The UCHA provides affordable homes to low-income residents. Since it receives federal funding, all of us pay for it, which means we also pay its attorney, Julio Morejon. There's no disputing Morejon's political connections; he is a former judge who was reportedly on Gov. Chris Christie's short list to be appointed Hudson County prosecutor. At first glance, Morejon appears to be a bargain. He was the low bidder by a considerable margin, drawing a base salary of $24,000, with the potential to earn up to $20,000 more in hourly billing. Anything above the cap of $44,000 requires authorization by the UCHA Board of Directors.
But public records obtained by Kane In Your Corner show in his two years on the job, Morejon has raked in more than double the allowed amount: $98,000 in 2014 and $94,000 the year before. And minutes of board meetings show there were never any votes authorizing spending above the cap.
UCHA Chairman Marty Marinetti says he was "astounded" to hear those figures. "It's disturbing that the question was asked on several occasions, and we've always been told the cap remained the same," he said.
Housing Authority minutes confirm Martinetti did ask multiple times whether the $44,000 cap was being enforced. At one meeting alone, the minutes show he first asked Morejon what his total pay was the year before, only to have Morejon reply: "I don't know." Martinetti then turned his attention to UCHA Executive Director Virgilio Cabello, repeatedly asking him whether Morejon's total compensation was under the cap. Cabello confirmed four times that it was, before finally adding, "hopefully, we'll see."
Morejon insists he did nothing wrong, since he performed all of the work he was paid for. He also insists any payment above the maximum was "authorized" by the UCHA, despite the lack of any votes or resolutions to support that contention.

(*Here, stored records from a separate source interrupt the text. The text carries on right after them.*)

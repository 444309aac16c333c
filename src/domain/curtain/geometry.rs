// SPDX-License-Identifier: MPL-2.0
//! Panel extents derived from the current layout.
//!
//! Three inputs describe the curtain: the inset that stays visible once the
//! panel is fully opened, the panel's height while closed, and the y of its
//! top edge in host coordinates. Everything the state machine needs is
//! derived from them once per layout pass.

use std::fmt;

/// Geometry inputs that cannot describe a usable curtain.
#[derive(Debug, Clone, Copy, PartialEq)]
pub enum GeometryError {
    /// One of the inputs is NaN or infinite.
    NonFinite,
    /// The top inset is negative.
    NegativeInset { top_inset: f32 },
    /// The panel is not taller than the inset it leaves visible, so it has
    /// no room to travel and the opened state cannot be reached.
    PanelNotTallerThanInset { panel_height: f32, top_inset: f32 },
}

impl GeometryError {
    /// Returns the i18n message key used to flag this configuration error.
    #[must_use]
    pub fn i18n_key(&self) -> &'static str {
        match self {
            GeometryError::NonFinite => "notification-geometry-non-finite",
            GeometryError::NegativeInset { .. } => "notification-geometry-negative-inset",
            GeometryError::PanelNotTallerThanInset { .. } => "notification-geometry-panel-too-short",
        }
    }
}

impl fmt::Display for GeometryError {
    fn fmt(&self, f: &mut fmt::Formatter<'_>) -> fmt::Result {
        match self {
            GeometryError::NonFinite => write!(f, "curtain geometry has a non-finite input"),
            GeometryError::NegativeInset { top_inset } => {
                write!(f, "top inset must not be negative (got {top_inset})")
            }
            GeometryError::PanelNotTallerThanInset {
                panel_height,
                top_inset,
            } => write!(
                f,
                "panel height {panel_height} must exceed top inset {top_inset}"
            ),
        }
    }
}

impl std::error::Error for GeometryError {}

/// Derived, read-only extents of the curtain for one layout pass.
#[derive(Debug, Clone, Copy, PartialEq)]
pub struct Geometry {
    top_inset: f32,
    panel_height: f32,
    panel_origin_y: f32,
    closed_bottom: f32,
    opened_top_offset: f32,
}

impl Geometry {
    /// Builds the geometry, rejecting inputs where the opened state is unreachable.
    pub fn new(
        top_inset: f32,
        panel_height: f32,
        panel_origin_y: f32,
    ) -> Result<Self, GeometryError> {
        if !(top_inset.is_finite() && panel_height.is_finite() && panel_origin_y.is_finite()) {
            return Err(GeometryError::NonFinite);
        }
        if top_inset < 0.0 {
            return Err(GeometryError::NegativeInset { top_inset });
        }
        if panel_height <= top_inset {
            return Err(GeometryError::PanelNotTallerThanInset {
                panel_height,
                top_inset,
            });
        }
        Ok(Self::derive(top_inset, panel_height, panel_origin_y))
    }

    /// Builds the geometry without failing.
    ///
    /// Non-finite inputs become zero and the inset is clamped into
    /// `[0, panel_height]`, so the opened offset is never positive. A panel
    /// that is not taller than its inset ends up with zero travel.
    #[must_use]
    pub fn clamped(top_inset: f32, panel_height: f32, panel_origin_y: f32) -> Self {
        let finite = |value: f32| if value.is_finite() { value } else { 0.0 };
        let panel_height = finite(panel_height).max(0.0);
        let top_inset = finite(top_inset).clamp(0.0, panel_height);
        Self::derive(top_inset, panel_height, finite(panel_origin_y))
    }

    /// Returns usable geometry plus the configuration error, if any.
    ///
    /// Hosts use this on every layout pass: the curtain keeps working on the
    /// clamped extents while the error is reported to the user.
    #[must_use]
    pub fn resolve(
        top_inset: f32,
        panel_height: f32,
        panel_origin_y: f32,
    ) -> (Self, Option<GeometryError>) {
        match Self::new(top_inset, panel_height, panel_origin_y) {
            Ok(geometry) => (geometry, None),
            Err(err) => (
                Self::clamped(top_inset, panel_height, panel_origin_y),
                Some(err),
            ),
        }
    }

    fn derive(top_inset: f32, panel_height: f32, panel_origin_y: f32) -> Self {
        Self {
            top_inset,
            panel_height,
            panel_origin_y,
            closed_bottom: panel_height + panel_origin_y,
            opened_top_offset: top_inset - panel_height,
        }
    }

    #[must_use]
    pub fn top_inset(&self) -> f32 {
        self.top_inset
    }

    #[must_use]
    pub fn panel_height(&self) -> f32 {
        self.panel_height
    }

    #[must_use]
    pub fn panel_origin_y(&self) -> f32 {
        self.panel_origin_y
    }

    /// Y of the panel's bottom edge while closed; the pointer threshold
    /// between "inside the panel" and "inside the grid".
    #[must_use]
    pub fn closed_bottom(&self) -> f32 {
        self.closed_bottom
    }

    /// Offset of the panel's top edge when fully opened. Never positive.
    #[must_use]
    pub fn opened_top_offset(&self) -> f32 {
        self.opened_top_offset
    }

    /// Distance the panel travels between closed and opened.
    #[must_use]
    pub fn travel(&self) -> f32 {
        -self.opened_top_offset
    }

    /// Returns true when the panel has room to slide up at all.
    #[must_use]
    pub fn can_open(&self) -> bool {
        self.opened_top_offset < 0.0
    }

    /// Clamps a panel offset into `[opened_top_offset, 0]`.
    #[must_use]
    pub fn clamp_offset(&self, offset: f32) -> f32 {
        if offset.is_nan() {
            return 0.0;
        }
        offset.clamp(self.opened_top_offset, 0.0)
    }
}
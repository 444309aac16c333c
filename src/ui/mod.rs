// SPDX-License-Identifier: MPL-2.0
//! User interface components and state management.
//!
//! Follows the Elm-style "state down, messages up" pattern: components own
//! their state, emit messages, and report side effects to the application.
//!
//! - [`picker`] - The image picker screen with its curtain panel
//! - [`state`] - Reusable interaction state (grid panning)
//! - [`notifications`] - Toast notification system for user feedback
//! - [`design_tokens`] - Design system constants (colors, spacing, sizing)

pub mod design_tokens;
pub mod notifications;
pub mod picker;
pub mod state;
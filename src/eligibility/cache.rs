use tracing::debug;
use crate::{
    eligibility::engine::{evaluate_all, EligibilityMap},
    filter::FilterInput,
    loader::Dataset,
};

/// Memoizes the full result map on the filter and the dataset generation.
#[derive(Debug, Default)]
pub struct EligibilityCache {
    key: Option<(FilterInput, u64)>,
    results: EligibilityMap,
    computations: u64,
}

impl EligibilityCache {
    pub fn new() -> Self {
        Self::default()
    }

    pub fn get_or_compute(&mut self, filter: &FilterInput, dataset: &Dataset) -> &EligibilityMap {
        let fresh = self
            .key
            .as_ref()
            .is_some_and(|(f, generation)| f == filter && *generation == dataset.generation);

        if !fresh {
            self.results = evaluate_all(filter, dataset);
            self.key = Some((filter.clone(), dataset.generation));
            self.computations += 1;
            debug!(
                "Recomputed eligibility for {} countries (generation {})",
                self.results.len(),
                dataset.generation
            );
        }

        &self.results
    }

    /// Last computed results, possibly stale.
    pub fn current(&self) -> &EligibilityMap {
        &self.results
    }

    pub fn computations(&self) -> u64 {
        self.computations
    }
}

#[cfg(test)]
mod tests {
    use super::*;
    use crate::{
        filter::Persona,
        geo::GeometrySet,
        rules::{CountryRules, NameNormalizer, RulesTable, VisaRule},
        eligibility::EligibilityStatus,
    };

    fn dataset() -> Dataset {
        let rules: RulesTable = vec![CountryRules {
            country_name: "Spain".into(),
            visas: vec![VisaRule::new("NLV").with_categories(["retiree"]).with_min_income(30_000)],
        }]
        .into_iter()
        .collect();
        let geometry = GeometrySet::from_names(["Spain", "France"], &NameNormalizer::default());
        Dataset::new(Some(rules), Some(geometry))
    }

    #[test]
    fn recomputes_only_when_key_changes() {
        let mut data = dataset();
        let mut cache = EligibilityCache::new();
        let filter = FilterInput::new(Persona::Retiree, 60, 40_000);

        assert_eq!(cache.get_or_compute(&filter, &data).len(), 2);
        cache.get_or_compute(&filter, &data);
        assert_eq!(cache.computations(), 1);

        let poorer = filter.with_income(10_000);
        let status = cache.get_or_compute(&poorer, &data).get("Spain").unwrap().status;
        assert_eq!(status, EligibilityStatus::Ineligible);
        assert_eq!(cache.computations(), 2);

        data.replace(Dataset::new(None, data.geometry.clone()));
        let status = cache.get_or_compute(&poorer, &data).get("Spain").unwrap().status;
        assert_eq!(status, EligibilityStatus::Unknown);
        assert_eq!(cache.computations(), 3);

        cache.get_or_compute(&poorer, &data);
        assert_eq!(cache.computations(), 3);
    }
}
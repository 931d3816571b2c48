use serde::{Deserialize, Serialize};
use std::fmt;
use std::str::FromStr;

pub const MIN_AGE: u32 = 18;
pub const MAX_AGE: u32 = 85;
pub const MAX_INCOME_USD: u32 = 200_000;
pub const INCOME_STEP_USD: u32 = 1_000;

/// The user's life situation, used to pick visa programs by category tag.
#[derive(Debug, Clone, PartialEq, Eq, Hash, Serialize, Deserialize)]
#[serde(rename_all = "snake_case")]
pub enum Persona {
    Retiree,
    DigitalNomad,
    RemoteWorker,
    SecondHome,
    /// A value that is not one of the known personas. Matches no category.
    #[serde(untagged)]
    Unrecognized(String),
}

impl Persona {
    pub const ALL: [Persona; 4] = [
        Persona::Retiree,
        Persona::DigitalNomad,
        Persona::RemoteWorker,
        Persona::SecondHome,
    ];

    /// Category tag this persona matches, `None` for unrecognized values.
    pub fn tag(&self) -> Option<&'static str> {
        match self {
            Persona::Retiree => Some("retiree"),
            Persona::DigitalNomad => Some("digital_nomad"),
            Persona::RemoteWorker => Some("remote_worker"),
            Persona::SecondHome => Some("second_home"),
            Persona::Unrecognized(_) => None,
        }
    }

    pub fn label(&self) -> &str {
        match self {
            Persona::Retiree => "Retiree",
            Persona::DigitalNomad => "Digital Nomad",
            Persona::RemoteWorker => "Remote Worker",
            Persona::SecondHome => "Second Home",
            Persona::Unrecognized(raw) => raw,
        }
    }

    pub fn is_recognized(&self) -> bool {
        self.tag().is_some()
    }

    pub fn next(&self) -> Persona {
        self.step(1)
    }

    pub fn previous(&self) -> Persona {
        self.step(Self::ALL.len() - 1)
    }

    fn step(&self, offset: usize) -> Persona {
        let index = Self::ALL.iter().position(|p| p == self).unwrap_or(0);
        Self::ALL[(index + offset) % Self::ALL.len()].clone()
    }
}

impl fmt::Display for Persona {
    fn fmt(&self, f: &mut fmt::Formatter<'_>) -> fmt::Result {
        match self.tag() {
            Some(tag) => write!(f, "{}", tag),
            None => write!(f, "{}", self.label()),
        }
    }
}

impl FromStr for Persona {
    type Err = std::convert::Infallible;

    fn from_str(s: &str) -> std::result::Result<Self, Self::Err> {
        let normalized = s.trim().to_lowercase().replace(['-', ' '], "_");
        Ok(match normalized.as_str() {
            "retiree" => Persona::Retiree,
            "digital_nomad" => Persona::DigitalNomad,
            "remote_worker" => Persona::RemoteWorker,
            "second_home" => Persona::SecondHome,
            _ => Persona::Unrecognized(s.to_string()),
        })
    }
}

/// Filter state driving an eligibility evaluation.
#[derive(Debug, Clone, PartialEq, Eq, Hash, Serialize, Deserialize)]
pub struct FilterInput {
    pub persona: Persona,
    pub age: u32,
    pub income_usd: u32,
}

impl FilterInput {
    /// Build a filter with age and income clamped to the supported ranges.
    pub fn new(persona: Persona, age: u32, income_usd: u32) -> Self {
        Self {
            persona,
            age: age.clamp(MIN_AGE, MAX_AGE),
            income_usd: income_usd.min(MAX_INCOME_USD),
        }
    }

    pub fn with_age(&self, age: u32) -> Self {
        Self::new(self.persona.clone(), age, self.income_usd)
    }

    pub fn with_income(&self, income_usd: u32) -> Self {
        Self::new(self.persona.clone(), self.age, income_usd)
    }

    pub fn adjust_age(&mut self, delta: i64) {
        let age = (self.age as i64 + delta).max(0) as u32;
        self.age = age.clamp(MIN_AGE, MAX_AGE);
    }

    pub fn adjust_income(&mut self, steps: i64) {
        let income = self.income_usd as i64 + steps * INCOME_STEP_USD as i64;
        self.income_usd = (income.max(0) as u32).min(MAX_INCOME_USD);
    }
}

impl Default for FilterInput {
    fn default() -> Self {
        Self::new(Persona::Retiree, 37, 50_000)
    }
}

Ingrid Reed, a political analyst recognized for her expertise on local government ethics, says arrangements in which spending limits are exceeded without proper authorization are "not good management practice and really not ethical." Because only political insiders can know when contract limits won't be enforced, Reed says they can vastly underbid other applicants to secure those deceptively lucrative jobs.